During contract drafting or negotiation, spend some time focusing on externalities that could impact performance. The scenarios should then be addressed explicitly in the contract. The reality is that, in most commercial situations, externalities may be remote, but most are anticipatable. For example, in the current environment, you have to assume that tariffs may increase during the term of any reasonably long contract. A cross-border agreement in 2020 should address this issue. Concerns to cover:
- When does an externality excuse nonperformance or allow altered performance by one party?
- At what point does the continued existence of the externality terminate the agreement?
- If performance is still possible but significantly more expensive/difficult, who bears the additional cost? If, as a result, the cost to the customer increases significantly, at what point can the customer cancel the agreement?
- What are permissible alternatives or substitutions that a supplier can provide if externalities prevent the delivery of the good or service as initially intended?

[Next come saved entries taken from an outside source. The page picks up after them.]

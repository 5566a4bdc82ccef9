//! Cross-reference consistency checks.
//!
//! Independent of the hard gates and excluded from the score: they surface in
//! their own `consistency_checks` list on the report.

use std::collections::HashSet;

use crate::models::{CheckSeverity, ProjectValidationData, ValidationCheck};

use super::ComplianceValidator;

impl ComplianceValidator {
    /// Project name presence and actor/use-case alignment.
    pub fn check_consistency(&self, data: &ProjectValidationData) -> Vec<ValidationCheck> {
        let mut checks = Vec::with_capacity(2);

        let has_name = !data.name.trim().is_empty();
        checks.push(ValidationCheck {
            id: "project_name".to_string(),
            name: "Project name".to_string(),
            description: "Project must have a name".to_string(),
            passed: has_name,
            message: if has_name {
                format!("Project name is \"{}\"", data.name.trim())
            } else {
                "Project has no name".to_string()
            },
            severity: CheckSeverity::Warning,
        });

        let defined: HashSet<&str> = data.actors.iter().map(|a| a.name.as_str()).collect();
        let referenced: HashSet<&str> = data
            .use_cases
            .iter()
            .filter_map(|uc| uc.actor.as_deref())
            .map(str::trim)
            .filter(|a| !a.is_empty())
            .collect();

        // Sorted for deterministic report output
        let mut orphaned: Vec<&str> =
            referenced.difference(&defined).copied().collect();
        orphaned.sort_unstable();

        let aligned = orphaned.is_empty();
        checks.push(ValidationCheck {
            id: "actor_use_case_alignment".to_string(),
            name: "Actor/use-case alignment".to_string(),
            description: "Every actor referenced by a use case must be defined".to_string(),
            passed: aligned,
            message: if aligned {
                "All referenced actors are defined".to_string()
            } else {
                format!(
                    "{} referenced actor(s) have no definition: {}",
                    orphaned.len(),
                    orphaned.join(", ")
                )
            },
            severity: CheckSeverity::Warning,
        });

        checks
    }
}

#[cfg(test)]
mod tests {
    use super::*;
    use crate::models::{Actor, UseCase};

    fn make_actor(name: &str) -> Actor {
        Actor {
            name: name.to_string(),
            role: Some("role".to_string()),
            description: None,
            permissions: Vec::new(),
        }
    }

    fn make_use_case(id: &str, actor: Option<&str>) -> UseCase {
        UseCase {
            id: id.to_string(),
            name: format!("Use case {}", id),
            description: None,
            actor: actor.map(|a| a.to_string()),
            trigger: None,
            outcome: None,
            preconditions: Vec::new(),
            postconditions: Vec::new(),
        }
    }

    #[test]
    fn test_aligned_references_pass() {
        let validator = ComplianceValidator::new();
        let data = ProjectValidationData {
            name: "Checkout".to_string(),
            actors: vec![make_actor("Shopper")],
            use_cases: vec![make_use_case("uc-1", Some("Shopper"))],
            ..Default::default()
        };

        let checks = validator.check_consistency(&data);
        assert_eq!(checks.len(), 2);
        assert!(checks.iter().all(|c| c.passed));
    }

    #[test]
    fn test_orphan_references_reported_with_count() {
        let validator = ComplianceValidator::new();
        let data = ProjectValidationData {
            name: "Checkout".to_string(),
            actors: vec![make_actor("Shopper")],
            use_cases: vec![
                make_use_case("uc-1", Some("Ghost")),
                make_use_case("uc-2", Some("Phantom")),
                make_use_case("uc-3", Some("Ghost")),
                make_use_case("uc-4", Some("Shopper")),
            ],
            ..Default::default()
        };

        let checks = validator.check_consistency(&data);
        let alignment = &checks[1];
        assert!(!alignment.passed);
        assert_eq!(alignment.severity, CheckSeverity::Warning);
        // Distinct orphan names, sorted
        assert_eq!(
            alignment.message,
            "2 referenced actor(s) have no definition: Ghost, Phantom"
        );
    }

    #[test]
    fn test_use_cases_without_actor_field_are_ignored() {
        let validator = ComplianceValidator::new();
        let data = ProjectValidationData {
            name: "Checkout".to_string(),
            use_cases: vec![make_use_case("uc-1", None), make_use_case("uc-2", Some("  "))],
            ..Default::default()
        };

        let checks = validator.check_consistency(&data);
        assert!(checks[1].passed);
    }

    #[test]
    fn test_missing_project_name_warns() {
        let validator = ComplianceValidator::new();
        let checks = validator.check_consistency(&ProjectValidationData::default());

        assert!(!checks[0].passed);
        assert_eq!(checks[0].severity, CheckSeverity::Warning);
    }
}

OK, but I don’t have a crystal ball
At the end of the day, it is impossible to anticipate every externality. In most contracts, this risk is addressed, if at all, by a force majeure clause — which is a French term for “superior force” that has resulted in a situation that cannot be reasonably anticipated or controlled. It is also sometimes called an Act of God Clause. The typical force majeure clause defines a “Force Majeure Event” and excuses nonperformance by a party that fails to perform or delays performance as a result of the Force Majeure Event. Usually buried at the end of a contract, this clause is often viewed as boilerplate and is rarely negotiated. However, there is no universal force majeure clause language, and failure to customize it to your needs could be a major mistake.
Here is an example of a relatively short force majeure clause.
Notwithstanding anything to the contrary contained herein, a party shall not be liable for any delays or failures in performance resulting from acts beyond its reasonable control including, without limitation, acts of God, terrorist acts, shortage of supply, breakdowns or malfunctions, interruptions or malfunction of computer facilities, or loss of data due to power failures or mechanical difficulties with information storage or retrieval systems, labor difficulties, war, or civil unrest.
This clause has multiple deficiencies. Among them:
- Government acts, such as tariffs, that impact performance are not addressed;
- The clause will only apply to the specific events it lists. Ideally, it should include broader categories;
- The clause does not require the party claiming the force majeure to use reasonable efforts to avoid or remedy the problem;
- The clause does not excuse payment obligations as a result of the force majeure. Highlighting the need to carefully negotiate these clauses, one could easily foresee scenarios in which this requirement completely undercuts the value of the clause to the party asserting a force majeure and might be negotiated out;
- In situations where performance can resume after a force majeure, the clause does not address who bears any extra cost.
For an example of a more comprehensive clause that addressed many of these points, click here.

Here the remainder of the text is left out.